What you need to do
Transcription should be exact. Include all entries.

Information given

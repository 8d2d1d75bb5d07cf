//! 共享库
//!
//! 包含票务服务共用的配置、错误处理、数据库连接、缓存、重试与可观测性等基础设施代码。

pub mod cache;
pub mod config;
pub mod database;
pub mod error;
pub mod observability;
pub mod retry;
pub mod test_utils;
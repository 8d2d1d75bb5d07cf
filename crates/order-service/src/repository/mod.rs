//! 存储层
//!
//! PostgreSQL 实现用于生产，`InMemoryStore` 用于测试与本地开发。

mod event_repo;
mod memory;
mod order_repo;
mod reservation_repo;
mod traits;

pub use event_repo::EventRepository;
pub use memory::InMemoryStore;
pub use order_repo::OrderRepository;
pub use reservation_repo::{PgReservationTransaction, ReservationRepository};
pub use traits::{
    EventRepositoryTrait, OrderRepositoryTrait, ReservationRepositoryTrait, ReservationTransaction,
};

#[cfg(test)]
pub use traits::{MockEventRepositoryTrait, MockOrderRepositoryTrait, MockReservationRepositoryTrait};
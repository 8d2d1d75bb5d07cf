//! DTO 模块
//!
//! 包含所有请求和响应的数据传输对象

pub mod request;
pub mod response;

pub use request::{CreateOrderRequest, UpdateOrderStatusRequest};
pub use response::{ApiResponse, EventResponse, OrderListResponse, OrderResponse};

Answer space
repository 8d2d1d75bb5d07cf
//! 共享库
//!
//! 包含票务服务共用的配置、错误处理、数据库连接、缓存、重试与可观测性等基础设施代码。

pub mod cache;
pub mod config;
pub mod database;
pub mod error;
pub mod observability;
pub mod retry;
pub mod test_utils;
repository 8d2d1d75bb5d07cf
filename crates/order-service/src/repository/mod.rs
//! 存储层
//!
//! PostgreSQL 实现用于生产，`InMemoryStore` 用于测试与本地开发。

mod event_repo;
mod memory;
mod order_repo;
mod reservation_repo;
mod traits;

pub use event_repo::EventRepository;
pub use memory::InMemoryStore;
pub use order_repo::OrderRepository;
pub use reservation_repo::{PgReservationTransaction, ReservationRepository};
pub use traits::{
    EventRepositoryTrait, OrderRepositoryTrait, ReservationRepositoryTrait, ReservationTransaction,
};

#[cfg(test)]
pub use traits::{MockEventRepositoryTrait, MockOrderRepositoryTrait, MockReservationRepositoryTrait};
repository 8d2d1d75bb5d07cf
//! DTO 模块
//!
//! 包含所有请求和响应的数据传输对象

pub mod request;
pub mod response;

pub use request::{CreateOrderRequest, UpdateOrderStatusRequest};
pub use response::{ApiResponse, EventResponse, OrderListResponse, OrderResponse};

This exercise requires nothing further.